I did NaNoWriMo three years ago. I didn’t publicize it, kept it fairly well hidden, actually — I just felt like doing it, and I did. What I got was 50,000 words (more like 55,000, I think) of…something. It wasn’t a novel, certainly (not that I was expecting it to be), just the very beginning of a story about something, with some good bits and some bad bits with a strong beginning and a super-weak ending and a whole lot of holes to be filled.

I was working 60-hour weeks, and had a spouse and a toddler; it probably took a year after that November 30 to get back to it at all, and when I did all I could make myself do was reread, clean up a bit around the edges (when what I needed was a bulldozer, and then twice as many words) and wonder where I’d intended to be going with some of it. My wife has read through most of it, and I sent a few pages of it to a friend for feedback who (as far as I can tell) never got around to it, and that’s it. Not that there mightn’t be some part of it that has some use to me, somehow, someday, but it’s pretty clearly not going to turn into the Great American Novel, or even a small-n novel. I “won,” per the rules of the site, but if the goal was to actually write a novel, there’s no avoiding the fact that I basically failed.

On the way, I confirmed a lot of things I thought or knew, a lot of them pretty valid criticisms of the whole NaNo idea. Whatever they may tell you, 50,000 words isn’t really a novel (unless you’re a genius like Jerzy Kosinski, and even then I assume you start by writing twice that many words and then cutting out the trash); you can’t write a novel in a month (unless you’re Stephen King, so no matter who you are you can’t write one I want to read); writing is incredibly hard, and not nearly everybody who thinks they can do it can do it. Most of the fiction written in November (and most months, but especially November), I’ve no doubt, is trash, valueless to anyone but the writer him- or herself.

So…I’m doing it again.

It’s weird. I know how much time it takes and how frustrating it can be and how much false advertising there is in it and how unlikely it is that anything of any measurable value will come out of my doing it. But I decided, a week or two ago, that I’m going to do it again. Because I have the beginnings of an idea that’s been nagging at me for months and I want to see if it’s anything. Because I love to write, and at least as much as that, as good and rewarding as my various excuses may be, I hate not writing, and yet I still seem to find time in my day for at least a few bad reasons not to do it. And sure, there’s no reason I couldn’t just kick my own ass and do the same sort of thing any old time of the year, but it’s almost November and it’s a good time for me, so why not do it when everyone else does? Why not show up some Sunday afternoon next month and spend a couple hours typing away with a bunch of other freaks? I can’t think of a reason.
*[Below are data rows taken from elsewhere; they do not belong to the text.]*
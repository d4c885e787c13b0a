// SPDX-License-Identifier: MIT
// Copyright 2026 Roland Dreier <roland@rolandd.dev>

//! Bounded exponential backoff for store operations that report partial
//! progress.

use crate::config::Config;
use std::time::Duration;

/// Upper bound on any single backoff sleep.
const MAX_DELAY: Duration = Duration::from_secs(30);

#[derive(Debug, Clone, Copy, PartialEq, Eq)]
pub struct RetryPolicy {
    /// Total attempts, including the first
    pub max_attempts: u32,
    /// Sleep before the second attempt
    pub base_delay: Duration,
}

impl RetryPolicy {
    pub fn new(max_attempts: u32, base_delay: Duration) -> Self {
        Self {
            max_attempts: max_attempts.max(1),
            base_delay,
        }
    }

    pub fn from_config(config: &Config) -> Self {
        Self::new(
            config.batch_retry_max_attempts,
            config.batch_retry_base_delay,
        )
    }

    /// Sleep before attempt number `attempt` (1-based; the first attempt
    /// never waits).
    pub fn delay_before(&self, attempt: u32) -> Duration {
        if attempt <= 1 {
            return Duration::ZERO;
        }
        let factor = 2u32.saturating_pow(attempt - 2);
        self.base_delay.saturating_mul(factor).min(MAX_DELAY)
    }

    pub async fn wait(&self, attempt: u32) {
        let delay = self.delay_before(attempt);
        if !delay.is_zero() {
            tokio::time::sleep(delay).await;
        }
    }
}
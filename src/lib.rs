// SPDX-License-Identifier: MIT
// Copyright 2026 Roland Dreier <roland@kernel.org>

//! Therapy-Tracker: exercise session storage and sharing for hand therapy
//!
//! This crate provides the backend API that stores exercise sessions
//! uploaded by patients, lets them share those sessions with clinicians, and
//! serves filtered, cached views of the data.

pub mod cache;
pub mod config;
pub mod db;
pub mod error;
pub mod middleware;
pub mod models;
pub mod routes;
pub mod services;
pub mod time_utils;

use cache::CacheStore;
use config::Config;
use db::{RelationshipStore, SessionStore};
use services::{
    AccountPurgeService, CacheCoordinator, RetryPolicy, SessionService, ViewerGraphService,
};
use std::sync::Arc;

/// Shared application state.
pub struct AppState {
    pub config: Config,
    pub graph: ViewerGraphService,
    pub sessions: SessionService,
    pub cache: Arc<CacheCoordinator>,
    pub purge: AccountPurgeService,
}

impl AppState {
    /// Wire every service to the given stores.
    pub fn new(
        config: Config,
        relations: Arc<dyn RelationshipStore>,
        sessions: Arc<dyn SessionStore>,
        cache: Arc<dyn CacheStore>,
    ) -> Self {
        let coordinator = Arc::new(CacheCoordinator::new(
            cache,
            sessions.clone(),
            config.cache_namespace.clone(),
            config.cache_ttl,
        ));

        Self {
            graph: ViewerGraphService::new(relations.clone(), config.scan_page_size),
            sessions: SessionService::new(sessions.clone(), coordinator.clone()),
            purge: AccountPurgeService::new(
                relations,
                sessions,
                coordinator.clone(),
                RetryPolicy::from_config(&config),
                config.scan_page_size,
                config.purge_full_scan,
            ),
            cache: coordinator,
            config,
        }
    }
}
So it occurred to me to rattle this out because the other night, a Facebook friend of mine — and a really smart, funny guy I respect a whole lot and with whom I seem to agree on almost everything else — put up a status complaining about NaNo. Not, as above, about the formerly-incessant public updates about it (though I suspect that’s at the root of it), but about the idea of doing it itself. And beyond my total inability to grasp why anyone would take issue with a little thing other people decide to do for themselves that couldn’t possibly affect him in any way, the “reasoning” for it just blew me away: in essence, if you were going to be a great writer, you’d be doing it already, and wouldn’t need that kind of jump-start, wouldn’t need a super-special month to focus on it.

And to me, that stance missed so many points at once, so completely, that it really cemented in my head why I wanted to do it. For just one thing, writing fiction isn’t like, say, athletics, where if you have the natural talent you go for it while you’re young, figuring that if it doesn’t work you’ve got the rest of your life to make something else of yourself, or just that (in a lot of cases, sadly) it’s all you’ve got. Writing pulls from other skills and experience, and those skills and that experience often add up to other careers with lower failure rates that demand a lot of your time. I’d love to win the lottery or for my schoolteacher wife to suddenly fall into a $500,000-a-year job, freeing me up to stay home and drop off and pick up the kids, and in between to write 5,000 words a day, every day, until I got good at it. I would. Turns out that’s not my life, though; turns out I’m a lawyer and a dad and that the rest of my life boils down to a couple exhausted hours at the end of the day, that I don’t love writing or feel a pull toward writing any less but that I love other things too, and they take turns bumping each other out of whatever scraps of those couple hours are reserved for leisurely things.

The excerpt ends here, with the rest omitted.